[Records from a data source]

§ §

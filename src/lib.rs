//! An in-process mock HTTP server for test suites.
//!
//! The server listens on a real TCP port and answers each request with the
//! next handler from a FIFO queue. Requests are matched by arrival order
//! only: the first request is served by the first registered route, the
//! second by the second, and so on. Every request is recorded so tests can
//! assert on what the code under test actually sent.
//!
//! # Features
//!
//! - One-shot response rules (`register`) and raw handlers (`add_handler`,
//!   `set_handler`, `clear_handlers`)
//! - Request history with `last_request` and `requests`
//! - Extra recorders that can be shared between several servers
//! - Idempotent `close`, and state reset on every `listen`
//! - Handler failures and an empty queue answered with `500` and a diagnostic body
//!
//! # Examples
//!
//! ```no_run
//! use stubhttp_rs::{Method, MockServer, Reply};
//!
//! # async fn run() -> Result<(), stubhttp_rs::ServerError> {
//! let server = MockServer::new();
//! let addr = server.listen(0).await?;
//!
//! server.register(Method::GET, "/", Reply::text(200, "my custom body"));
//! server.register(Method::POST, "/orders", Reply::status(400));
//!
//! // ... point the code under test at `addr` ...
//! # let _ = addr;
//!
//! if let Some(request) = server.last_request() {
//!     println!("{} {}", request.method, request.path);
//! }
//!
//! server.close().await?;
//! # Ok(())
//! # }
//! ```
//!
//! ## Custom handlers
//!
//! ```no_run
//! use stubhttp_rs::MockServer;
//!
//! # async fn run() -> Result<(), stubhttp_rs::ServerError> {
//! let server = MockServer::with_options(0u16).await?;
//!
//! server.add_handler(|request, response, body| {
//!     if body.is_empty() {
//!         return Err(format!("empty body for {}", request.path).into());
//!     }
//!     response.set_status(201);
//!     response.write(body);
//!     Ok(())
//! });
//! # Ok(())
//! # }
//! ```
//!
//! ## Sharing a recorder
//!
//! ```no_run
//! use stubhttp_rs::{HistoryRecorder, MockServer, Recorder, ServerConfig};
//!
//! # async fn run() -> Result<(), stubhttp_rs::ServerError> {
//! let shared = Recorder::new();
//! let one = MockServer::with_options(ServerConfig::default().with_port(0).with_history_recorder(shared.clone())).await?;
//! let two = MockServer::with_options(ServerConfig::default().with_port(0).with_history_recorder(shared.clone())).await?;
//!
//! // ... requests to either server show up in `shared.requests()` ...
//! # let _ = (one, two);
//! # Ok(())
//! # }
//! ```

pub mod parser;

pub mod recorder;

pub mod server;

// Re-export commonly used items for convenience
pub use parser::{Error as ParserError, HttpRequest, HttpVersion, Method, parse_request};
pub use recorder::{HistoryRecorder, Recorder, RequestSnapshot};
pub use server::{
    Error as ServerError, HandlerError, HandlerResult, HttpResponse, MockServer, Reply, ServerConfig,
    ServerOptions, StatusCode,
};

§ §

* [AIM OF THE TASK]:
Pick out and copy the lines of the entries that hold the string "parser".

* [WRITTEN RESPONSE]:
pub mod parser;
pub use parser::{Error as ParserError, HttpRequest, HttpVersion, Method, parse_request};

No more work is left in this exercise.